Teens’ often normalize their mental and emotional turmoil for the sake of their main priority—success in school—and disregard self-care and stress relief as an optional, side task.”

I am not alone in struggling with mental health issues as 1 in 6 children between the ages of 6 and 17 experience a mental health disorder each year, according to the National Alliance on Mental Illness. Suicide is the second leading cause of death among people ages 10-34 nationwide and youth ages 10-24 in Missouri, according to the Missouri Institute of Mental Health.

Students have had to live through mass shootings, political polarization, racial unrest, economic downturn and social isolation due to the global pandemic. This unprecedented chaos is only intensified by concerns of overwhelming coursework, a competitive academic environment and the pressure to excel in extracurriculars and college applications. 

Teens’ often normalize their mental and emotional turmoil for the sake of their main priority—success in school—and disregard self-care and stress relief as an optional, side task. 

Missed class time can be made up, but a students’ life can’t be. It should not be the standard for students to suppress their struggles, avert an emotional breakdown and place their value in their grades in order to survive the school day or avoid being labeled “weak.”

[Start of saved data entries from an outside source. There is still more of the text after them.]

// SPDX-License-Identifier: BUSL-1.1
// Copyright (c) 2026 Alfred Jean LLC

//! Durable dispatch queues
//!
//! A [`QueueWriterFactory`] hands out one [`QueueWriter`] per named queue.
//! Messages are opaque strings; consumers resolve context by re-reading the
//! store.

mod address;
mod amqp;
mod broker;
mod retry;

pub use address::QueueAddress;
pub use amqp::{AmqpBroker, AmqpSettings};
pub use broker::{Broker, BrokerWriter, BrokerWriterFactory};
pub use retry::RetryPolicy;

// Test support - only compiled for tests or when explicitly requested
#[cfg(any(test, feature = "test-support"))]
mod fake;
#[cfg(any(test, feature = "test-support"))]
pub use fake::{BrokerCall, FakeBroker, FakeQueue, FakeQueueWriter, QueuedMessage};

use async_trait::async_trait;
use thiserror::Error;

/// Errors from queue operations
#[derive(Debug, Error)]
pub enum QueueError {
    #[error("connect failed: {0}")]
    Connect(String),
    #[error("open queue {queue} failed: {reason}")]
    Open { queue: String, reason: String },
    #[error("publish to {queue} failed: {reason}")]
    Publish { queue: String, reason: String },
    #[error("close failed: {0}")]
    Close(String),
    #[error("{operation} gave up after {attempts} attempts: {last}")]
    Exhausted {
        operation: String,
        attempts: u32,
        last: String,
    },
}

impl From<QueueError> for convoy_core::Error {
    fn from(err: QueueError) -> Self {
        convoy_core::Error::internal(err.to_string())
    }
}

/// Source of per-queue writers sharing one broker connection
#[async_trait]
pub trait QueueWriterFactory: Clone + Send + Sync + 'static {
    type Writer: QueueWriter;

    /// Open a writer for `queue`, reconnecting to the broker if needed.
    async fn writer(&self, queue: &str) -> Result<Self::Writer, QueueError>;

    /// Close the underlying broker connection.
    async fn close(&self) -> Result<(), QueueError>;
}

/// Writer bound to a single queue
#[async_trait]
pub trait QueueWriter: Send + Sync + Sized + 'static {
    /// Publish one durable message.
    async fn write(&self, message: &str) -> Result<(), QueueError>;

    /// Release the writer's broker resources.
    async fn close(self) -> Result<(), QueueError>;
}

A mental health day would allow students to begin their path to find self-care, therapy or other specialized support, potentially with the support of family or peers, and to learn to use their independence and leisure time effectively.

Virtual learning has put up a screen between students seeking guidance and connection with their teachers, lessening the role of educators’ in recognizing and helping their students on a daily basis in class more than that of counselors’ who serve hundreds of students schoolwide.

As an agent of change, schools are responsible for taking this crucial opportunity to stigmatize and validate students’ mental and physical health concerns. Continuous improvement to mental health policies and services as well as increased support for minority and students of color who often face prejudice and discrimination is vital for districtwide progress.

Trust in students and an emphasis on promoting personal accountability will be key as it is inevitable that mental health days will face criticism for allowing students more opportunities to leave school. 

Students and staff deserve to attend a school where administration provides the ability to consider mental health awareness, holistic health and academic performance with equal importance.